[Dataset entries]
//! Orchestration catalog: workflows, catalog entries and the event
//! subscription rules deciding which workflow runs for which request.
//!
//! The rules are stored here and executed by the external orchestrator.

use std::fmt;
use std::str::FromStr;

use serde::{Deserialize, Serialize};
use sqlx::FromRow;

use super::{FieldMeta, KeyKind, Model, ModelMeta, RecordKey, SqlValue};
use crate::{Error, Result, validate};

// ============================================================================
// Workflow
// ============================================================================

static WORKFLOW_META: ModelMeta = ModelMeta {
    app_label: "vra_service",
    model_name: "workflow",
    table: "vra_event_sub_workflow",
    primary_key: "id",
    key_kind: KeyKind::Auto,
    fields: &[FieldMeta {
        name: "name",
        column: "vra_event_sub_workflow_name",
        verbose_name: "vRO workflow name",
        choices: &[],
    }],
    verbose_name: "vRA Event Subscription Workflow",
    verbose_name_plural: "vRA Event Subscription Workflows",
};

/// A named orchestrator workflow that event subscriptions can trigger.
#[derive(Debug, Clone, PartialEq, Eq, Serialize, Deserialize, FromRow)]
pub struct Workflow {
    /// Database id. Zero until the record is stored.
    #[serde(default)]
    pub id: i64,
    /// Workflow name in the orchestrator.
    #[sqlx(rename = "vra_event_sub_workflow_name")]
    pub name: String,
}

impl fmt::Display for Workflow {
    fn fmt(&self, f: &mut fmt::Formatter<'_>) -> fmt::Result {
        write!(f, "{}", self.name)
    }
}

impl Model for Workflow {
    fn meta() -> &'static ModelMeta {
        &WORKFLOW_META
    }

    fn key(&self) -> RecordKey {
        RecordKey::Integer(self.id)
    }

    fn assign_key(&mut self, id: i64) {
        self.id = id;
    }

    fn values(&self) -> Vec<SqlValue> {
        vec![SqlValue::Text(self.name.clone())]
    }

    fn validate(&self) -> Result<()> {
        validate::required_max_len("name", &self.name, 50)
    }
}

// ============================================================================
// CatalogService
// ============================================================================

static SERVICE_META: ModelMeta = ModelMeta {
    app_label: "vra_service",
    model_name: "service",
    table: "vra_service",
    primary_key: "vra_svc_short_name",
    key_kind: KeyKind::Natural,
    fields: &[
        FieldMeta {
            name: "short_name",
            column: "vra_svc_short_name",
            verbose_name: "Service short name",
            choices: &[],
        },
        FieldMeta {
            name: "long_name",
            column: "vra_svc_long_name",
            verbose_name: "Service long name",
            choices: &[],
        },
        FieldMeta {
            name: "description",
            column: "vra_svc_description",
            verbose_name: "Service description",
            choices: &[],
        },
        FieldMeta {
            name: "item_request_workflow",
            column: "vra_svc_item_req_ev_sub_wrkflw_id_id",
            verbose_name: "Item request Event Subscription Workflow",
            choices: &[],
        },
        FieldMeta {
            name: "action_request_workflow",
            column: "vra_svc_action_req_ev_sub_wrkflw_id_id",
            verbose_name: "Action request Event Subscription Workflow",
            choices: &[],
        },
    ],
    verbose_name: "vRA Service",
    verbose_name_plural: "vRA Services",
};

/// An entry of the orchestrator's service catalog.
#[derive(Debug, Clone, PartialEq, Eq, Serialize, Deserialize, FromRow)]
pub struct CatalogService {
    /// Short name, e.g. `MyVM`.
    #[sqlx(rename = "vra_svc_short_name")]
    pub short_name: String,
    /// Display name.
    #[sqlx(rename = "vra_svc_long_name")]
    pub long_name: String,
    /// Free-text description.
    #[sqlx(rename = "vra_svc_description")]
    pub description: String,
    /// Workflow run on item requests.
    #[sqlx(rename = "vra_svc_item_req_ev_sub_wrkflw_id_id")]
    pub item_request_workflow: i64,
    /// Workflow run on action requests.
    #[sqlx(rename = "vra_svc_action_req_ev_sub_wrkflw_id_id")]
    pub action_request_workflow: i64,
}

impl fmt::Display for CatalogService {
    fn fmt(&self, f: &mut fmt::Formatter<'_>) -> fmt::Result {
        write!(f, "{} ({})", self.long_name, self.short_name)
    }
}

impl Model for CatalogService {
    fn meta() -> &'static ModelMeta {
        &SERVICE_META
    }

    fn key(&self) -> RecordKey {
        RecordKey::Text(self.short_name.clone())
    }

    fn values(&self) -> Vec<SqlValue> {
        vec![
            SqlValue::Text(self.short_name.clone()),
            SqlValue::Text(self.long_name.clone()),
            SqlValue::Text(self.description.clone()),
            SqlValue::Integer(self.item_request_workflow),
            SqlValue::Integer(self.action_request_workflow),
        ]
    }

    fn validate(&self) -> Result<()> {
        validate::required_max_len("short_name", &self.short_name, 20)?;
        validate::required_max_len("long_name", &self.long_name, 50)?;
        validate::max_len("description", &self.description, 255)
    }
}

// ============================================================================
// ConditionOperator
// ============================================================================

/// Comparison applied by the orchestrator between a request property and a
/// literal value.
#[derive(Debug, Clone, Copy, PartialEq, Eq, Hash, Serialize, Deserialize)]
#[serde(rename_all = "camelCase")]
pub enum ConditionOperator {
    /// Property equals the value.
    Equals,
    /// Property differs from the value.
    NotEquals,
    /// Property contains the value.
    Contains,
    /// Property starts with the value.
    StartsWith,
    /// Property ends with the value.
    EndsWith,
    /// Property lies within the value.
    Within,
}

impl ConditionOperator {
    /// Every operator, in the order offered to administrators.
    pub const ALL: [ConditionOperator; 6] = [
        ConditionOperator::Equals,
        ConditionOperator::NotEquals,
        ConditionOperator::Contains,
        ConditionOperator::StartsWith,
        ConditionOperator::EndsWith,
        ConditionOperator::Within,
    ];

    /// `(code, label)` pairs offered to administrators.
    pub const CHOICES: [(&'static str, &'static str); 6] = {
        let mut choices = [("", ""); 6];
        let mut i = 0;
        while i < Self::ALL.len() {
            choices[i] = (Self::ALL[i].as_str(), Self::ALL[i].label());
            i += 1;
        }
        choices
    };

    /// Stored code, as understood by the orchestrator.
    pub const fn as_str(&self) -> &'static str {
        match self {
            ConditionOperator::Equals => "equals",
            ConditionOperator::NotEquals => "notEquals",
            ConditionOperator::Contains => "contains",
            ConditionOperator::StartsWith => "startsWith",
            ConditionOperator::EndsWith => "endsWith",
            ConditionOperator::Within => "within",
        }
    }

    /// Label shown to administrators.
    pub const fn label(&self) -> &'static str {
        match self {
            ConditionOperator::Equals => "Equals",
            ConditionOperator::NotEquals => "Not equals",
            ConditionOperator::Contains => "Contains",
            ConditionOperator::StartsWith => "Starts with",
            ConditionOperator::EndsWith => "Ends with",
            ConditionOperator::Within => "Within",
        }
    }
}

impl fmt::Display for ConditionOperator {
    fn fmt(&self, f: &mut fmt::Formatter<'_>) -> fmt::Result {
        f.write_str(self.as_str())
    }
}

impl FromStr for ConditionOperator {
    type Err = Error;

    fn from_str(s: &str) -> Result<Self> {
        Self::ALL
            .into_iter()
            .find(|op| op.as_str() == s)
            .ok_or_else(|| {
                Error::validation_field(
                    "operator",
                    format!("Select a valid choice. {s} is not one of the available choices."),
                )
            })
    }
}

impl TryFrom<String> for ConditionOperator {
    type Error = Error;

    fn try_from(s: String) -> Result<Self> {
        s.parse()
    }
}

// ============================================================================
// EventSubscriptionRule
// ============================================================================

static RULE_META: ModelMeta = ModelMeta {
    app_label: "vra_service",
    model_name: "eventsubscriptioncondition",
    table: "vra_event_sub_conditions",
    primary_key: "id",
    key_kind: KeyKind::Auto,
    fields: &[
        FieldMeta {
            name: "service",
            column: "vra_svc_long_name",
            verbose_name: "When request for vRA Service...",
            choices: &[],
        },
        FieldMeta {
            name: "workflow",
            column: "vra_event_sub_workflow_id_id",
            verbose_name: "... execute vRO Workflow",
            choices: &[],
        },
        FieldMeta {
            name: "left_operand",
            column: "vra_event_sub_cond_left_operand",
            verbose_name: "If vRO properties (path)",
            choices: &[],
        },
        FieldMeta {
            name: "operator",
            column: "vra_event_sub_cond_operator",
            verbose_name: "Operator",
            choices: &ConditionOperator::CHOICES,
        },
        FieldMeta {
            name: "right_operand",
            column: "vra_event_sub_cond_right_operand",
            verbose_name: "Value",
            choices: &[],
        },
    ],
    verbose_name: "vRO Workflow exec condition",
    verbose_name_plural: "vRO Workflow exec conditions",
};

/// Condition under which the orchestrator runs a workflow for requests on a
/// catalog service.
#[derive(Debug, Clone, PartialEq, Eq, Serialize, Deserialize, FromRow)]
pub struct EventSubscriptionRule {
    /// Database id. Zero until the record is stored.
    #[serde(default)]
    pub id: i64,
    /// Short name of the catalog service.
    #[sqlx(rename = "vra_svc_long_name")]
    pub service: String,
    /// Id of the workflow to run.
    #[sqlx(rename = "vra_event_sub_workflow_id_id")]
    pub workflow: i64,
    /// Request property path.
    #[sqlx(rename = "vra_event_sub_cond_left_operand")]
    pub left_operand: String,
    /// Comparison.
    #[sqlx(rename = "vra_event_sub_cond_operator", try_from = "String")]
    pub operator: ConditionOperator,
    /// Literal compared against.
    #[sqlx(rename = "vra_event_sub_cond_right_operand")]
    pub right_operand: String,
}

impl EventSubscriptionRule {
    /// Pair the rule with its resolved service and workflow for display.
    pub fn display_with<'a>(
        &'a self,
        service: &'a CatalogService,
        workflow: &'a Workflow,
    ) -> RuleDescription<'a> {
        RuleDescription {
            rule: self,
            service,
            workflow,
        }
    }
}

/// Textual representation of a rule:
/// `<service>: exec <workflow> if '<left>' <operator> '<right>'`.
#[derive(Debug, Clone, Copy)]
pub struct RuleDescription<'a> {
    rule: &'a EventSubscriptionRule,
    service: &'a CatalogService,
    workflow: &'a Workflow,
}

impl fmt::Display for RuleDescription<'_> {
    fn fmt(&self, f: &mut fmt::Formatter<'_>) -> fmt::Result {
        write!(
            f,
            "{}: exec {} if '{}' {} '{}'",
            self.service,
            self.workflow,
            self.rule.left_operand,
            self.rule.operator,
            self.rule.right_operand
        )
    }
}

impl Model for EventSubscriptionRule {
    fn meta() -> &'static ModelMeta {
        &RULE_META
    }

    fn key(&self) -> RecordKey {
        RecordKey::Integer(self.id)
    }

    fn assign_key(&mut self, id: i64) {
        self.id = id;
    }

    fn values(&self) -> Vec<SqlValue> {
        vec![
            SqlValue::Text(self.service.clone()),
            SqlValue::Integer(self.workflow),
            SqlValue::Text(self.left_operand.clone()),
            SqlValue::Text(self.operator.as_str().to_string()),
            SqlValue::Text(self.right_operand.clone()),
        ]
    }

    fn validate(&self) -> Result<()> {
        validate::require("service", &self.service)?;
        validate::required_max_len("left_operand", &self.left_operand, 255)?;
        validate::max_len("right_operand", &self.right_operand, 255)
    }
}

> Your objective
Show all lines from the entries that hold "administrators".

> Output
    /// Every operator, in the order offered to administrators.
    /// `(code, label)` pairs offered to administrators.
    /// Label shown to administrators.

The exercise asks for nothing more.